Very nice bike, and certainly a nice upgrade from the Allez, especially with the new 105. However you might want to read your instruction booklet, especially the part on car carriers and clamping carbon fiber frames. There should also be a yellow warning sticker on the bike as well, although bike shops sometimes take these off. You need to use a special crossbar if you want to use that type of carrier with a carbon bike.


----------



## AnthonyL88 (Oct 9, 2007)

I recommend the Yakima holdup rack.


----------



## KaiNik (Jul 19, 2010)

Here's what my friend Gene found last night, but still not sure if it's the best way to go. Still looking for other/better alternatives.










https://www.saris.com/index.php?pag...d=40&vmcchk=1&option=com_virtuemart&Itemid=57


----------



## mikesh (May 12, 2010)

Hi KaiNic, Where did you get the bike from? I'm in the LA area, and can't find any stores that have any in stock.

Thanks.


----------



## BenHC (Aug 22, 2010)

*Felt Z5 in stock*

I was just at Sand Canyon Cyclery (now Irvine Bicycles) yesterday and rode both the 2011 Z5 and F5, both are in stock. They are beautiful bikes, the new 105 shifters are great. I'm saving my cash and will pick up either the Z5 or F5 by the end of the year. Note: the Z5 is full Shimano 105 while the F5 has an FSA Gossamer compact crank.

Irvine Bicycles
6616 Irvine Center Drive
Irvine, CA 92618-2116
(949) 453-9999


----------



## pumaking (Nov 29, 2009)

F5 TEAM is FULL 105.


----------



## Superdave3T (May 11, 2009)

pumaking said:


> F5 TEAM is FULL 105.


...except the BB30 FSA bottom bracket.


----------



## KaiNik (Jul 19, 2010)

Sorry for the super late reply  I got it from Competetive Edge Cyclery in Upland CA. Coates Cyclery in Claremont carries more Felt inventory though.


----------



## ThreeSixT (Oct 21, 2010)

I'm a long time MTN Biker and I'm leaning towards picking this bad boy up as my first road bike...go big or go home I guess. I don't think it will be a matter of liking the sport, I love riding and I love speed so its a double win. 

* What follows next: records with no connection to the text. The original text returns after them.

// Domain aggregates
pub mod cast_member;
pub mod category;
pub mod genre;
pub mod video;

pub use cast_member::CastMember;
pub use category::Category;
pub use genre::Genre;
pub use video::{Video, VideoDetails, VideoMedias, VideoRelations};
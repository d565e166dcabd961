use crate::domain::base::{now, AggregateRoot, DomainResult, Entity};
use crate::domain::validation::{check_text_field, Notification};
use crate::domain::value_objects::{Activation, CategoryId};
use chrono::{DateTime, Utc};

pub const NAME_MIN_LENGTH: usize = 3;
pub const NAME_MAX_LENGTH: usize = 255;

/// A Category groups videos and genres; it can be deactivated (soft delete)
#[derive(Debug, Clone, PartialEq)]
pub struct Category {
    id: CategoryId,
    name: Option<String>,
    description: Option<String>,
    activation: Activation,
    created_at: DateTime<Utc>,
    updated_at: DateTime<Utc>,
}

impl Category {
    /// Create a brand new category. Validation is left to the caller.
    pub fn new_category(
        name: Option<String>,
        description: Option<String>,
        is_active: bool,
    ) -> Self {
        let now = now();
        Category {
            id: CategoryId::unique(),
            name,
            description,
            activation: Activation::new(is_active, now),
            created_at: now,
            updated_at: now,
        }
    }

    /// Rebuild a stored category
    pub fn with(
        id: CategoryId,
        name: Option<String>,
        description: Option<String>,
        is_active: bool,
        created_at: DateTime<Utc>,
        updated_at: DateTime<Utc>,
        deleted_at: Option<DateTime<Utc>>,
    ) -> DomainResult<Self> {
        Ok(Category {
            id,
            name,
            description,
            activation: Activation::restore(is_active, deleted_at)?,
            created_at,
            updated_at,
        })
    }

    pub fn activate(&mut self) -> &mut Self {
        self.activation = self.activation.activate();
        self.updated_at = now();
        self
    }

    pub fn deactivate(&mut self) -> &mut Self {
        let now = now();
        self.activation = self.activation.deactivate(now);
        self.updated_at = now;
        self
    }

    pub fn update(
        &mut self,
        name: Option<String>,
        description: Option<String>,
        is_active: bool,
    ) -> &mut Self {
        if is_active {
            self.activate();
        } else {
            self.deactivate();
        }
        self.name = name;
        self.description = description;
        self.updated_at = now();
        self
    }

    pub fn name(&self) -> Option<&str> {
        self.name.as_deref()
    }

    pub fn description(&self) -> Option<&str> {
        self.description.as_deref()
    }

    pub fn is_active(&self) -> bool {
        self.activation.is_active()
    }

    pub fn created_at(&self) -> DateTime<Utc> {
        self.created_at
    }

    pub fn updated_at(&self) -> DateTime<Utc> {
        self.updated_at
    }

    pub fn deleted_at(&self) -> Option<DateTime<Utc>> {
        self.activation.deleted_at()
    }
}

impl Entity for Category {
    type Id = CategoryId;

    fn id(&self) -> &Self::Id {
        &self.id
    }
}

impl AggregateRoot for Category {
    fn validate(&self, handler: &mut Notification) {
        check_text_field(
            "name",
            self.name(),
            NAME_MIN_LENGTH,
            NAME_MAX_LENGTH,
            handler,
        );
    }
}
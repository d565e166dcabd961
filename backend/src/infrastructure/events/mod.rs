/// Event publishing infrastructure
mod channel_event_service;

pub use channel_event_service::ChannelEventService;
use super::storage::StorageService;
use crate::application::gateways::MediaResourceGateway;
use crate::domain::{
    AudioVideoMedia, DomainResult, ImageMedia, Resource, VideoId, VideoMediaType, VideoResource,
};

/// Stores video media in a `StorageService`, one object per slot at
/// `videoId-<videoId>/type-<TYPE>`.
pub struct DefaultMediaResourceGateway<S: StorageService> {
    storage: S,
}

impl<S: StorageService> DefaultMediaResourceGateway<S> {
    pub fn new(storage: S) -> Self {
        DefaultMediaResourceGateway { storage }
    }

    pub fn storage(&self) -> &S {
        &self.storage
    }

    fn folder(video_id: &VideoId) -> String {
        format!("videoId-{}", video_id)
    }

    fn location(video_id: &VideoId, media_type: VideoMediaType) -> String {
        format!("{}/type-{}", Self::folder(video_id), media_type)
    }

    fn store(&mut self, video_id: &VideoId, resource: &VideoResource) -> DomainResult<String> {
        let location = Self::location(video_id, resource.media_type);
        self.storage.store(&location, &resource.resource)?;
        tracing::debug!(video_id = %video_id, location = %location, "Stored media resource");
        Ok(location)
    }
}

impl<S: StorageService> MediaResourceGateway for DefaultMediaResourceGateway<S> {
    fn store_audio_video(
        &mut self,
        video_id: &VideoId,
        resource: &VideoResource,
    ) -> DomainResult<AudioVideoMedia> {
        let location = self.store(video_id, resource)?;
        Ok(AudioVideoMedia::new(
            resource.resource.checksum(),
            resource.resource.name(),
            location,
        ))
    }

    fn store_image(
        &mut self,
        video_id: &VideoId,
        resource: &VideoResource,
    ) -> DomainResult<ImageMedia> {
        let location = self.store(video_id, resource)?;
        Ok(ImageMedia::new(
            resource.resource.checksum(),
            resource.resource.name(),
            location,
        ))
    }

    fn get_resource(
        &self,
        video_id: &VideoId,
        media_type: VideoMediaType,
    ) -> DomainResult<Option<Resource>> {
        self.storage.get(&Self::location(video_id, media_type))
    }

    fn clear_resources(&mut self, video_id: &VideoId) -> DomainResult<()> {
        let names = self
            .storage
            .list(&format!("{}/", Self::folder(video_id)))?;
        if names.is_empty() {
            return Ok(());
        }

        self.storage.delete_all(&names)?;
        tracing::info!(video_id = %video_id, count = names.len(), "Cleared media resources");
        Ok(())
    }
}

Of course I'll be sure to test ride it, but question for Super Dave, as a "Clyde" (6'4" 290 lbs), would I have to worry about the 61cm carbon frame holding up to my punishment??


----------



## Superdave3T (May 11, 2009)

ThreeSixT said:


> I'm a long time MTN Biker and I'm leaning towards picking this bad boy up as my first road bike...go big or go home I guess. I don't think it will be a matter of liking the sport, I love riding and I love speed so its a double win.
> 
> Of course I'll be sure to test ride it, but question for Super Dave, as a "Clyde" (6'4" 290 lbs), would I have to worry about the 61cm carbon frame holding up to my punishment??


The bikes have no weight limit, for most people, regardless of weight, they cannot put out the same kind of power nor the volume of miles that our professionals can. 

Some items you may consider changing based on your experience on a MTB are:

wheels (for stiffness and durability)
saddle (for fit and comfort)
seatpost (again for the stiffness you may desire)

If you are running the stock wheels, saddle, etc... on your MTB, you'll be fine on a stock Z5.

Enjoy,
-SD


----------



## ThreeSixT (Oct 21, 2010)

Only thing I had to upgrade on my MTB was the seat and had already planned on doing so on the Z5. Thanks SD!


----------